- **THE PROBLEM**: Filter the records below and copy every line containing the word "TenderQuery".

Records contained in a dataset
-- Opening Marker --
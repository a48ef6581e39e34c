//! In-process store used by the router tests.

use async_trait::async_trait;
use serde_json::Value;

use super::{StoreError, Tender, TenderQuery, TenderStore, TenderText};

#[derive(Default)]
pub struct MemoryStore {
    rows: Vec<(Tender, Option<String>)>,
    fail_with: Option<u16>,
}

impl MemoryStore {
    pub fn new() -> Self {
        Self::default()
    }

    pub fn with_row(mut self, tender: Tender, full_text: Option<&str>) -> Self {
        self.rows.push((tender, full_text.map(str::to_string)));
        self
    }

    /// Every call fails as if the store answered with `status`.
    pub fn failing(status: u16) -> Self {
        Self {
            rows: Vec::new(),
            fail_with: Some(status),
        }
    }

    fn check(&self) -> Result<(), StoreError> {
        match self.fail_with {
            Some(status) => Err(StoreError::Server {
                status,
                body: "store unavailable".to_string(),
            }),
            None => Ok(()),
        }
    }
}

fn matches_terms(tender: &Tender, terms: &[String]) -> bool {
    if terms.is_empty() {
        return true;
    }
    let columns = [
        &tender.item_category,
        &tender.department,
        &tender.organization,
        &tender.city,
        &tender.state,
        &tender.status,
    ];
    terms.iter().any(|term| {
        let term = term.to_lowercase();
        columns
            .iter()
            .filter_map(|c| c.as_deref())
            .any(|v| v.to_lowercase().contains(&term))
    })
}

#[async_trait]
impl TenderStore for MemoryStore {
    async fn list_tenders(&self, query: &TenderQuery) -> Result<Vec<Tender>, StoreError> {
        self.check()?;
        Ok(self
            .rows
            .iter()
            .map(|(t, _)| t)
            .filter(|t| query.bid_number.as_deref().is_none_or(|b| t.bid_number == b))
            .filter(|t| matches_terms(t, &query.terms))
            .take(query.limit)
            .cloned()
            .collect())
    }

    async fn tender_text(&self, bid_number: &str) -> Result<Option<TenderText>, StoreError> {
        self.check()?;
        Ok(self
            .rows
            .iter()
            .find(|(t, _)| t.bid_number == bid_number)
            .map(|(t, text)| TenderText {
                full_text: text.clone(),
                department: t.department.clone(),
            }))
    }

    async fn sample_rows(&self, limit: usize) -> Result<Vec<Value>, StoreError> {
        self.check()?;
        self.rows
            .iter()
            .take(limit)
            .map(|(t, _)| serde_json::to_value(t).map_err(StoreError::from))
            .collect()
    }
}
-- Closing Marker --
- **WRITTEN ANSWER**:
use super::{StoreError, Tender, TenderQuery, TenderStore, TenderText};
    async fn list_tenders(&self, query: &TenderQuery) -> Result<Vec<Tender>, StoreError> {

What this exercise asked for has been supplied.